On venait donc ce soir pour voir Vector Lovers, dont notre ami belge avait déjà vanté les mérites dans ces pages. Martin Wheeler est anglais, il a créé le micro-label Iwari sur lequel il a sorti quelques vinyls, se faisant ainsi remarquer. A tel point que c’est chez Soma que sortait son véritable premier album, il y a une quinzaine de jours. On fut d’abord un peu surpris par cette signature sur le gros label anglais car ce que l’on avait entendu de Vector Lovers était très fin, très mélodique, et ressemblait plus à de l’electronica qu’à une variante de techno. Mais en y prêtant une oreille plus attentive, on retrouvera dans ses rythmiques efficaces de fortes influences électro des années 80. Il faut dire que Martin Wheeler est fan de Depeche Mode et Kraftwerk.
Malheureusement, ce soir nous n’en saurons pas plus sur Vector Lovers. Il est vrai, ça nous emmerdait un peu de sortir dans le froid et la pluie pour venir au Bato à 23h, début prévu de la soirée, ou plutôt ouverture des portes.

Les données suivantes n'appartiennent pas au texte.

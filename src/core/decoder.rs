//! Incremental hex -> UTF-8 decoder for log chunks.
//!
//! The log endpoint ships raw bytes as hex digit pairs and may cut a
//! multi-byte character at a chunk boundary, so the decoder keeps the
//! unfinished sequence between `feed` calls.

use derive_more::Display;

#[derive(Debug, Clone, PartialEq, Eq, Display)]
pub enum DecodeError {
    #[display("hex input has to have even length, got {len}")]
    OddLength { len: usize },
    #[display("invalid hex digit pair at byte {position}")]
    InvalidDigit { position: usize },
}

impl std::error::Error for DecodeError {}

/// `pending` is the number of continuation bytes still expected (0..=3),
/// `value` holds the bits folded in so far.
#[derive(Debug, Clone, Default, PartialEq, Eq)]
pub struct HexUtf8Decoder {
    pending: u8,
    value: u32,
}

impl HexUtf8Decoder {
    pub fn new() -> Self {
        Self::default()
    }

    pub fn pending(&self) -> u8 {
        self.pending
    }

    /// Decode the next run of hex digit pairs.
    ///
    /// Malformed byte sequences are dropped; only a malformed hex string is
    /// an error, since that means the caller broke the wire contract.
    pub fn feed(&mut self, hex: &str) -> Result<String, DecodeError> {
        let digits = hex.as_bytes();
        if digits.len() % 2 != 0 {
            return Err(DecodeError::OddLength { len: digits.len() });
        }

        let mut out = String::with_capacity(digits.len() / 2);
        for (idx, pair) in digits.chunks_exact(2).enumerate() {
            let byte = match (nibble(pair[0]), nibble(pair[1])) {
                (Some(hi), Some(lo)) => (hi << 4) | lo,
                _ => return Err(DecodeError::InvalidDigit { position: idx * 2 }),
            };
            self.push_byte(byte, &mut out);
        }
        Ok(out)
    }

    fn push_byte(&mut self, byte: u8, out: &mut String) {
        if self.pending > 0 {
            if (0x80..0xC0).contains(&byte) {
                self.value = (self.value << 6) | u32::from(byte & 0x3F);
                self.pending -= 1;
                if self.pending == 0 {
                    if let Some(ch) = char::from_u32(self.value) {
                        out.push(ch);
                    }
                }
                return;
            }
            // The pending sequence is broken; start over with this byte.
            self.pending = 0;
        }

        match byte {
            0x00..=0x7F => out.push(char::from(byte)),
            0xC0..=0xDF => self.start(1, byte & 0x1F),
            0xE0..=0xEF => self.start(2, byte & 0x0F),
            0xF0..=0xF7 => self.start(3, byte & 0x07),
            // stray continuation byte or 0xF8..=0xFF
            _ => {}
        }
    }

    fn start(&mut self, pending: u8, lead_bits: u8) {
        self.pending = pending;
        self.value = u32::from(lead_bits);
    }
}

fn nibble(digit: u8) -> Option<u8> {
    match digit {
        b'0'..=b'9' => Some(digit - b'0'),
        b'a'..=b'f' => Some(digit - b'a' + 10),
        b'A'..=b'F' => Some(digit - b'A' + 10),
        _ => None,
    }
}

#[cfg(test)]
mod tests {
    use super::*;

    fn hex_of(bytes: &[u8]) -> String {
        bytes.iter().map(|b| format!("{b:02x}")).collect()
    }

    #[test]
    fn decodes_ascii_and_multibyte() {
        let text = "zażółć ✓ 🦀";
        let mut decoder = HexUtf8Decoder::new();
        assert_eq!(decoder.feed(&hex_of(text.as_bytes())).unwrap(), text);
        assert_eq!(decoder.pending(), 0);
    }

    #[test]
    fn split_points_do_not_change_output() {
        let text = "log: ✓ done — 🦀\n\u{1b}[1;32mOK\u{1b}[m";
        let hex = hex_of(text.as_bytes());
        let whole = HexUtf8Decoder::new().feed(&hex).unwrap();

        for split in (0..=hex.len()).step_by(2) {
            let mut decoder = HexUtf8Decoder::new();
            let mut joined = decoder.feed(&hex[..split]).unwrap();
            joined.push_str(&decoder.feed(&hex[split..]).unwrap());
            assert_eq!(joined, whole, "split at {split}");
        }

        // one byte per call
        let mut decoder = HexUtf8Decoder::new();
        let mut joined = String::new();
        for pair in hex.as_bytes().chunks(2) {
            joined.push_str(&decoder.feed(std::str::from_utf8(pair).unwrap()).unwrap());
        }
        assert_eq!(joined, whole);
    }

    #[test]
    fn multibyte_char_straddling_feeds_waits_for_continuation() {
        let mut decoder = HexUtf8Decoder::new();
        assert_eq!(decoder.feed("e2").unwrap(), "");
        assert_eq!(decoder.pending(), 2);
        assert_eq!(decoder.feed("9c").unwrap(), "");
        assert_eq!(decoder.feed("93").unwrap(), "✓");
    }

    #[test]
    fn invalid_bytes_are_dropped() {
        let mut decoder = HexUtf8Decoder::new();
        // stray continuation, 0xff, then 'a'
        assert_eq!(decoder.feed("80ff61").unwrap(), "a");
        // broken sequence: lead byte followed by ascii
        assert_eq!(decoder.feed("e262").unwrap(), "b");
        assert_eq!(decoder.pending(), 0);
    }

    #[test]
    fn odd_length_is_an_error() {
        let mut decoder = HexUtf8Decoder::new();
        assert_eq!(decoder.feed("616"), Err(DecodeError::OddLength { len: 3 }));
        assert_eq!(
            decoder.feed("6g"),
            Err(DecodeError::InvalidDigit { position: 0 })
        );
    }
}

Mais on était content de découvrir Vector Lovers en live, on n’en aurait peut-être plus l’occasion. Arrivée vers 23h20, on achète notre place : 12 euros. On remarquera que c’est fini les soirées avec 3 lives intéressants à 7 euros, mais bon, ça fait un moment qu’on ne fait plus attention aux pratiques commerciales de cette salle. Pas un chat dans la salle, 5-6 personnes au bar à l’arrière du bateau, on décide de prendre notre mal en patience dans le petit hall, au niveau de la régie, feuilletant quelques flyers de salles généralement du même acabit : bars-clubs aux programmations plus inintéressantes les unes que les autres.

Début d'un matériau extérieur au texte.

#[cfg(test)]
mod tests {
    use super::*;
    use crate::core::history::MemoryHistory;

    fn setup(location: &str) -> (NavigationController, Document) {
        let mut nav = NavigationController::new(Box::new(MemoryHistory::new(Location::parse(location))));
        nav.init(PersistentState::default);
        (nav, Document::new(20))
    }

    fn pump(nav: &mut NavigationController, doc: &mut Document) -> Vec<NavOutcome> {
        let mut out = Vec::new();
        for event in nav.take_events() {
            out.push(match event {
                HistoryEvent::PopState(state) => nav.on_pop_state(doc, state),
                HistoryEvent::Reload => NavOutcome::Reload,
            });
        }
        out
    }

    #[test]
    fn init_keeps_existing_persistent_state() {
        let mut history = MemoryHistory::new(Location::new("/"));
        history.replace_state(
            NavigationEntry {
                persistent_state: PersistentState { server_time_offset_ms: 42 },
                view_id: None,
            },
            Location::new("/"),
        );
        let mut nav = NavigationController::new(Box::new(history));
        let state = nav.init(|| PersistentState { server_time_offset_ms: 7 });
        assert_eq!(state.server_time_offset_ms, 42);
    }

    #[test]
    fn view_ids_share_prefix_and_count_up() {
        let (mut nav, mut doc) = setup("/");
        let page = nav.open_view(&mut doc, "Main", Location::new("/"));
        let a = nav.open_view(&mut doc, "A", Location::new("/p/1"));
        let page_id = doc.panel(page).unwrap().view_id.clone().unwrap();
        let a_id = doc.panel(a).unwrap().view_id.clone().unwrap();
        assert!(page_id.ends_with("-0"));
        assert!(a_id.ends_with("-1"));
        assert_eq!(page_id.trim_end_matches('0'), a_id.trim_end_matches('1'));
        assert_eq!(page_id.split('-').next().unwrap().split(',').count(), 4);
    }

    #[test]
    fn back_and_forward_toggle_visibility() {
        let (mut nav, mut doc) = setup("/");
        let page = nav.open_view(&mut doc, "Main", Location::new("/"));
        let a = nav.open_view(&mut doc, "A", Location::new("/p/1"));
        let b = nav.open_view(&mut doc, "B", Location::new("/u/2"));
        assert_eq!(doc.parent(b), Some(a));

        nav.back();
        assert_eq!(pump(&mut nav, &mut doc), vec![NavOutcome::Handled]);
        assert!(!doc.is_visible(b));
        assert!(doc.is_visible(a) && doc.is_visible(page));

        nav.back();
        pump(&mut nav, &mut doc);
        assert!(!doc.is_visible(a));
        assert!(doc.is_hidden(b));
        assert_eq!(nav.current_view(&doc), Some(page));

        // forward by two shows both again
        nav.forward();
        nav.forward();
        pump(&mut nav, &mut doc);
        assert!(doc.is_visible(b));
        assert!(doc.is_visible(a));
    }

    #[test]
    fn push_after_back_deletes_forward_views() {
        let (mut nav, mut doc) = setup("/");
        nav.open_view(&mut doc, "Main", Location::new("/"));
        let a = nav.open_view(&mut doc, "A", Location::new("/p/1"));
        nav.back();
        pump(&mut nav, &mut doc);
        let c = nav.open_view(&mut doc, "C", Location::new("/p/3"));
        assert!(!doc.is_attached(a));
        assert!(doc.is_visible(c));
    }

    #[test]
    fn stateless_or_unknown_entry_reloads() {
        let (mut nav, mut doc) = setup("/");
        assert_eq!(nav.on_pop_state(&mut doc, None), NavOutcome::Reload);
        let unknown = NavigationEntry {
            persistent_state: PersistentState::default(),
            view_id: Some("nope-3".into()),
        };
        assert_eq!(nav.on_pop_state(&mut doc, Some(unknown)), NavOutcome::Reload);
    }

    #[test]
    fn escape_closes_plain_modal_then_view_but_never_page() {
        let (mut nav, mut doc) = setup("/");
        let page = nav.open_view(&mut doc, "Main", Location::new("/"));
        let view = nav.open_view(&mut doc, "A", Location::new("/p/1"));
        let modal = nav.open_modal(&mut doc, "Help").unwrap();

        nav.escape(&mut doc);
        assert!(!doc.is_attached(modal));
        assert!(nav.take_events().is_empty());

        nav.escape(&mut doc);
        pump(&mut nav, &mut doc);
        assert!(!doc.is_visible(view));

        nav.escape(&mut doc);
        assert!(nav.take_events().is_empty());
        assert!(doc.is_visible(page));
    }

    #[test]
    fn close_non_current_panel_removes_it() {
        let (mut nav, mut doc) = setup("/");
        nav.open_view(&mut doc, "Main", Location::new("/"));
        let modal = nav.open_modal(&mut doc, "Info").unwrap();
        nav.close(&mut doc, modal);
        assert!(!doc.is_attached(modal));
        assert!(nav.take_events().is_empty());
    }

    #[test]
    fn tab_state_is_written_to_current_entry() {
        let (mut nav, mut doc) = setup("/jobs");
        let page = nav.open_view(&mut doc, "Jobs", Location::new("/jobs"));
        nav.select_tab_state(&mut doc, page, 0, "My jobs");
        nav.select_tab_state(&mut doc, page, 1, "Done");
        assert_eq!(nav.location().to_string(), "/jobs#My%20jobs#Done");
        nav.select_tab_state(&mut doc, page, 0, "All jobs");
        assert_eq!(nav.location().to_string(), "/jobs#All%20jobs");
        assert!(nav.history().state().unwrap().view_id.is_some());
        assert_eq!(
            nav.tab_location(&doc, page, 0, "My jobs").unwrap().to_string(),
            "/jobs#My%20jobs"
        );
    }

    #[test]
    fn reopening_current_location_keeps_tokens() {
        let (mut nav, mut doc) = setup("/problems#All%20problems#Public");
        let page = nav.open_view(&mut doc, "Problems", Location::new("/problems"));
        assert_eq!(nav.location().to_string(), "/problems#All%20problems#Public");
        assert_eq!(nav.next_state_token(&mut doc, page), (Some("All problems".into()), 0));
    }

    #[test]
    fn opened_view_is_registered_and_current() {
        let (mut nav, mut doc) = setup("/");
        let page = nav.open_view(&mut doc, "Main", Location::new("/"));
        let view = nav.open_view(&mut doc, "User 3", Location::new("/u/3"));
        assert!(doc.is_attached(view));
        assert_eq!(doc.history_panels(), vec![page, view]);
        assert_eq!(nav.current_view(&doc), Some(view));
        assert_eq!(nav.location().to_string(), "/u/3");
    }

    #[test]
    fn covered_view_keeps_its_selection_until_it_is_current() {
        let (mut nav, mut doc) = setup("/");
        let page = nav.open_view(&mut doc, "Main", Location::new("/"));
        let view = nav.open_view(&mut doc, "User 3", Location::new("/u/3"));
        nav.back();
        pump(&mut nav, &mut doc);
        assert_eq!(nav.current_view(&doc), Some(page));

        assert_eq!(nav.next_state_token(&mut doc, view), (None, 0));
        nav.select_tab_state(&mut doc, view, 0, "Submissions");
        assert_eq!(nav.location().to_string(), "/");

        nav.forward();
        pump(&mut nav, &mut doc);
        assert_eq!(nav.current_view(&doc), Some(view));
        assert_eq!(nav.location().to_string(), "/u/3#Submissions");
    }
}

Bref, on se fait royalement chier pendant qu’un DJ tente en vain de mettre le feu dans une salle vide. Heureusement, un videur viendra nous faire la causette, nous expliquant qu’on ne peut pas descendre dans la salle avec nos sacs (un petit sac à dos, tout ce qu’il y a de plus classique), et qu’on doit les laisser au vestiaire (2 euros par article). On en prend note, en lui disant que pour l’instant on est pas descendu, et qu’on verra ça en temps utiles puisqu’apparemment le concert n’est pas près de commencer. Sur quoi, on nous laisse tranquille. On papote un peu, et quelques minutes plus tard, ce sont deux videurs qui nous abordent. Faut dire que vu le monde présent dans la salle, ils doivent tout autant s’emmerder que nous. Même reproche que tout à l’heure : il faut laisser notre sac au vestiaire. On s’explique, en répétant ce qu’on a dit un peu plus tôt, qu’on est venu pour voir un concert et que tant qu’il n’est pas commencé on restera là, sans descendre dans la salle, et que par conséquent on garde notre sac avec nous. Là dessus l’un des deux molosses nous dit que si l’on est venu pour voir un concert on ne va pas rester dans le hall et que par conséquent, on devra laisser notre sac au vestiaire. Etant donné que quelques mois plus tôt on pouvait entrer avec son sac, je demande depuis quand c’est interdit, mais je n’obtiens pas de réponse. Alors forcément le ton monte un peu, mais les videurs restent zen. Faut dire que vu mon gabarit, ils n’ont pas grand chose à craindre, et j’exige alors une réponse. Le videur en chef, reconnaissable à l’oreillette Jean-Luc Delarue ôte son appendice auditif et m’explique d’un discours très commercial : "En effet, c’est nouveau. C’est le patron qui a pensé que c’était mieux de dire aux gens de laisser leur sac au vestiaire plutôt que de les fouiller à l’entrée.". Aaaah, la voilà donc l’explication, le règlement à changé, mais bien sûr, rien n’est affiché à l’entrée pour préciser ce point. Mais bon, il faut toujours se méfier des patrons qui se mettent à penser, ils peuvent être dangereux. Avec le nouveau Batofar, vous pourrez rentrer avec un flingue ou un couteau dans votre sac, vous n’êtes pas fouillés. Vous pourrez même en faire usage, du moment que vous restez dans le hall ou bien au bar. Enfin bon, il faut le comprendre le patron. C’est bien plus rentable d’obliger les gens à laisser leurs affaires au vestiaire que de les fouiller à l’entrée.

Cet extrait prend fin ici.